The Boer War C.B. group of three to Major-General W. F. Stevenson, Royal Army Medical Corps, Honorary Surgeon to the King

The Most Honourable Order of The Bath, C.B. (Military) Companion’s breast badge, silver-gilt and enamel, swivel ring and straight bar suspension, with silver-gilt buckle on ribbon; Queen’s South Africa 1899-1902, 5 clasps, Cape Colony, Paardeberg, Driefontein, Johannesburg, Belfast (Colonel, C.B., R.A.M.C.); Coronation 1911, unnamed, nearly extremely fine (3) £800-1000

Wiiliam Flack Stevenson was born in Dublin on 29 May 1844. Educated at Dublin University he gained the B.A., M.B. and M.Ch.
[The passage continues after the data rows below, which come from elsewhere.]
//! Passphrase encryption for wallet private keys.
//!
//! Ciphertexts use the OpenSSL `enc` layout that browser wallets emit:
//! `base64("Salted__" || salt[8] || AES-256-CBC(plaintext))`, with key and IV
//! derived from the passphrase by EVP_BytesToKey (MD5, one round).

use aes::Aes256;
use base64::Engine as _;
use base64::engine::general_purpose::STANDARD;
use cbc::cipher::block_padding::Pkcs7;
use cbc::cipher::{BlockDecryptMut, BlockEncryptMut, KeyIvInit};
use md5::{Digest, Md5};

use crate::error::GatewayError;

type Aes256CbcDec = cbc::Decryptor<Aes256>;
type Aes256CbcEnc = cbc::Encryptor<Aes256>;

const SALT_MAGIC: &[u8] = b"Salted__";
const SALT_LEN: usize = 8;
const KEY_LEN: usize = 32;
const IV_LEN: usize = 16;

fn derive_key_iv(passphrase: &[u8], salt: &[u8]) -> ([u8; KEY_LEN], [u8; IV_LEN]) {
    let mut derived = Vec::with_capacity(KEY_LEN + IV_LEN);
    let mut block: Vec<u8> = Vec::new();

    while derived.len() < KEY_LEN + IV_LEN {
        let mut hasher = Md5::new();
        hasher.update(&block);
        hasher.update(passphrase);
        hasher.update(salt);
        block = hasher.finalize().to_vec();
        derived.extend_from_slice(&block);
    }

    let mut key = [0u8; KEY_LEN];
    let mut iv = [0u8; IV_LEN];
    key.copy_from_slice(&derived[..KEY_LEN]);
    iv.copy_from_slice(&derived[KEY_LEN..KEY_LEN + IV_LEN]);
    (key, iv)
}

/// Decrypt a passphrase-encrypted UTF-8 payload.
pub fn decrypt(ciphertext_b64: &str, passphrase: &str) -> Result<String, GatewayError> {
    let raw = STANDARD
        .decode(ciphertext_b64.trim())
        .map_err(|e| GatewayError::Crypto(format!("ciphertext is not base64: {e}")))?;

    if raw.len() < SALT_MAGIC.len() + SALT_LEN || !raw.starts_with(SALT_MAGIC) {
        return Err(GatewayError::Crypto("ciphertext is missing the salt header".into()));
    }

    let salt = &raw[SALT_MAGIC.len()..SALT_MAGIC.len() + SALT_LEN];
    let body = &raw[SALT_MAGIC.len() + SALT_LEN..];
    let (key, iv) = derive_key_iv(passphrase.as_bytes(), salt);

    let plaintext = Aes256CbcDec::new_from_slices(&key, &iv)
        .map_err(|e| GatewayError::Crypto(e.to_string()))?
        .decrypt_padded_vec_mut::<Pkcs7>(body)
        .map_err(|_| GatewayError::Crypto("wrong passphrase or corrupt ciphertext".into()))?;

    String::from_utf8(plaintext)
        .map_err(|_| GatewayError::Crypto("decrypted payload is not UTF-8".into()))
}

/// Encrypt `plaintext` in the same format [`decrypt`] reads.
pub fn encrypt(plaintext: &str, passphrase: &str) -> Result<String, GatewayError> {
    let salt: [u8; SALT_LEN] = rand::random();
    let (key, iv) = derive_key_iv(passphrase.as_bytes(), &salt);

    let body = Aes256CbcEnc::new_from_slices(&key, &iv)
        .map_err(|e| GatewayError::Crypto(e.to_string()))?
        .encrypt_padded_vec_mut::<Pkcs7>(plaintext.as_bytes());

    let mut out = Vec::with_capacity(SALT_MAGIC.len() + SALT_LEN + body.len());
    out.extend_from_slice(SALT_MAGIC);
    out.extend_from_slice(&salt);
    out.extend_from_slice(&body);
    Ok(STANDARD.encode(out))
}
In March 1866 he entered the Army Medical Service as an Assistant Surgeon on the Staff and with the Royal Artillery. He was promoted to Surgeon, March 1876, Surgeon-Major, March 1878, Surgeon Lieutenant-Colonel, March 1886 and Brigade Surgeon Lieutenant-Colonel, August 1892 - during which time he served in the West Indies and India. During 1890-92 he was employed as an Assistant Professor of Medicine at the Army Medical School, Netley and was Professor of Clinical and Military Surgery there during 1892-95. Stevenson was promoted to Surgeon Colonel in July 1896. In South Africa he held the temporary rank of Surgeon-General whilst P.M.O., Lines of Communication, 12 November 1899-5 February 1900; the temporary and local rank of Surgeon-General whilst P.M.O., Army H.Q., South Africa, 4 May 1900; temporary rank of Surgeon-General whilst employed at the Royal Army Medical College, 14 January 1903 and honorary rank of Surgeon-General, 16 July 1913. For his services in the Boer War he was mentioned in despatches (London Gazette 8 February 1901) and created a Companion of the Order of the Bath. In 1905 he was appointed Honorary Surgeon to King Edward VII. The author of Wounds in War, the Mechanism of their Production and their Treatment, 1910. He was re-employed in the Great War and died on 7 July 1922.